[Information shown Boundary: Start]
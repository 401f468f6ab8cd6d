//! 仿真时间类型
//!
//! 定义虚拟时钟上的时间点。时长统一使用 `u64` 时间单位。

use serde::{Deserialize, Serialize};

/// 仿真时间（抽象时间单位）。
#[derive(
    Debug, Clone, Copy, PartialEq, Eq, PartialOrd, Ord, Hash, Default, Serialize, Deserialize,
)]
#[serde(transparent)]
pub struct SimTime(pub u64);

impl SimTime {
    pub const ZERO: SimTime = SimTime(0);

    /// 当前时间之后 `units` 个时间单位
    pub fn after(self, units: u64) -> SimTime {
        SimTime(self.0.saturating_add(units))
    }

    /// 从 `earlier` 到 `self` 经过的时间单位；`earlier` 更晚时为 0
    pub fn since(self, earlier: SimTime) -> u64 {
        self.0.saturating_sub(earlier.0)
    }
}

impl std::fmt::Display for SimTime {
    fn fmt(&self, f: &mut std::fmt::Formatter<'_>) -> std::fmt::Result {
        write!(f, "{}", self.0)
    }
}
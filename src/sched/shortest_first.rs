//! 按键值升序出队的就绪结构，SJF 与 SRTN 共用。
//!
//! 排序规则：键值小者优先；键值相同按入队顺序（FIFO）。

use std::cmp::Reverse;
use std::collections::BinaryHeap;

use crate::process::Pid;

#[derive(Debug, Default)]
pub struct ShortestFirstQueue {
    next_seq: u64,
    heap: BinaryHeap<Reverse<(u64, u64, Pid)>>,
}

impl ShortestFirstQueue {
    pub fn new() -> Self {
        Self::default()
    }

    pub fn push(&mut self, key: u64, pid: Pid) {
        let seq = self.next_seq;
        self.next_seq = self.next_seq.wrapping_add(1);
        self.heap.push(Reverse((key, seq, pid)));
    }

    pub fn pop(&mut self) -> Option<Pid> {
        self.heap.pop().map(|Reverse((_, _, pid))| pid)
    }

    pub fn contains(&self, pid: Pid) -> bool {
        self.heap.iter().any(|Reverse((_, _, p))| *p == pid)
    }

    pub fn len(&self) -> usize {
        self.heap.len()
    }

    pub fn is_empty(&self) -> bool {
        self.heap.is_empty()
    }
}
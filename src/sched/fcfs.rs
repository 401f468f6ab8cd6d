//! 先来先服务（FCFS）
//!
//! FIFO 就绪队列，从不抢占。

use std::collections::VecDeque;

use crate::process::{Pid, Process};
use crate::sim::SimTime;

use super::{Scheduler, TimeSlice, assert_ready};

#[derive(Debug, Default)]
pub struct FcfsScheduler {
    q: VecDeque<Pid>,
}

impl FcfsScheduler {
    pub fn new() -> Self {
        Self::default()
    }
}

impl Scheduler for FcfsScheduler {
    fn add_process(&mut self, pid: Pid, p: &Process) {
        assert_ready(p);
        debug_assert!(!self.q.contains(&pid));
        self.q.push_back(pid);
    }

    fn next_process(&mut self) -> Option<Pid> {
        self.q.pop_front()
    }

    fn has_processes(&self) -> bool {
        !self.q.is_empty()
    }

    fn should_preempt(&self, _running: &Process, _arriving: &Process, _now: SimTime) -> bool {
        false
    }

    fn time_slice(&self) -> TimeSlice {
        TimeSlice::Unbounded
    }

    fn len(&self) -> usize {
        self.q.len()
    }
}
[Information shown Boundary: End]
[Information shown Boundary: Start]
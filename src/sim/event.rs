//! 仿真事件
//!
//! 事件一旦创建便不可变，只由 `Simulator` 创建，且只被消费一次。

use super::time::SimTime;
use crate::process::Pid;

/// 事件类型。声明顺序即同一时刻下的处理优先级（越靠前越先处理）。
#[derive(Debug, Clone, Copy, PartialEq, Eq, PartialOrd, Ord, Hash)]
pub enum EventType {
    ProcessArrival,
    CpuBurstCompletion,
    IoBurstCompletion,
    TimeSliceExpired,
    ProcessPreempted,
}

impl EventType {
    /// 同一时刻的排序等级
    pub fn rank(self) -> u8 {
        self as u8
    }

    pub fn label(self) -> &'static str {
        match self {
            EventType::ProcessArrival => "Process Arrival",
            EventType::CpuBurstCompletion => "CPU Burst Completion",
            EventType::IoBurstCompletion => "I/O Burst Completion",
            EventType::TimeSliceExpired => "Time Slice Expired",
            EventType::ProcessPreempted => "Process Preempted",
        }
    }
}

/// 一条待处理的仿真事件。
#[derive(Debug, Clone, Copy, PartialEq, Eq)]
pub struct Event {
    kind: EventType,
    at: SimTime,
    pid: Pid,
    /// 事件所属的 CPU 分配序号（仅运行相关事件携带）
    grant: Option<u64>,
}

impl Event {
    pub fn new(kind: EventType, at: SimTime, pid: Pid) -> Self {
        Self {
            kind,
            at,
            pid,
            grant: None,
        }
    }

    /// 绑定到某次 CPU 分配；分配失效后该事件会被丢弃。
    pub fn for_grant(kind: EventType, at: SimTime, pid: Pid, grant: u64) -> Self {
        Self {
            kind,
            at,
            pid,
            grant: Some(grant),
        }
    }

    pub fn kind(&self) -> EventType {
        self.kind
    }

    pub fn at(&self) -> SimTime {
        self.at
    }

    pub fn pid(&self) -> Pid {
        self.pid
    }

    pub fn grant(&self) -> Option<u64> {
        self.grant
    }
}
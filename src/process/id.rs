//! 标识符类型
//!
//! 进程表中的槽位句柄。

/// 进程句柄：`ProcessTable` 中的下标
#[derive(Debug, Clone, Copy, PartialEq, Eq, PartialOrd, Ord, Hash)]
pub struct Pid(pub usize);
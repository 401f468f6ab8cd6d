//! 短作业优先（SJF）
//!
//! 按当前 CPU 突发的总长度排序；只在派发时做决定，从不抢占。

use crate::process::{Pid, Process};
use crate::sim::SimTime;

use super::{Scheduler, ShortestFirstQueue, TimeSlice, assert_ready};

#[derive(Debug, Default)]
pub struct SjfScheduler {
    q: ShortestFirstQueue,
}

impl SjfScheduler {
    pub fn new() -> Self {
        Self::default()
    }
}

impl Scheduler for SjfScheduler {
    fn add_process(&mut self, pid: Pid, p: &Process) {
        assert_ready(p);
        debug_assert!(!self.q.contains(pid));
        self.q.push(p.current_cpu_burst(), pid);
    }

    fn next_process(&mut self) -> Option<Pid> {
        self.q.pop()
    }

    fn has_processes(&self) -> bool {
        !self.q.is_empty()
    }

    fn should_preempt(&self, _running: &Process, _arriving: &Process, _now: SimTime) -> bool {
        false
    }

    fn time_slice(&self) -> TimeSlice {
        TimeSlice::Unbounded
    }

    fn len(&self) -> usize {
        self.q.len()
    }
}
[Information shown Boundary: End]
Prompt: What is needed is each line from the records with the word "EventType" in it.

The answer:
pub enum EventType {
impl EventType {
            EventType::ProcessArrival => "Process Arrival",
            EventType::CpuBurstCompletion => "CPU Burst Completion",
            EventType::IoBurstCompletion => "I/O Burst Completion",
            EventType::TimeSliceExpired => "Time Slice Expired",
            EventType::ProcessPreempted => "Process Preempted",
    kind: EventType,
    pub fn new(kind: EventType, at: SimTime, pid: Pid) -> Self {
    pub fn for_grant(kind: EventType, at: SimTime, pid: Pid, grant: u64) -> Self {
    pub fn kind(&self) -> EventType {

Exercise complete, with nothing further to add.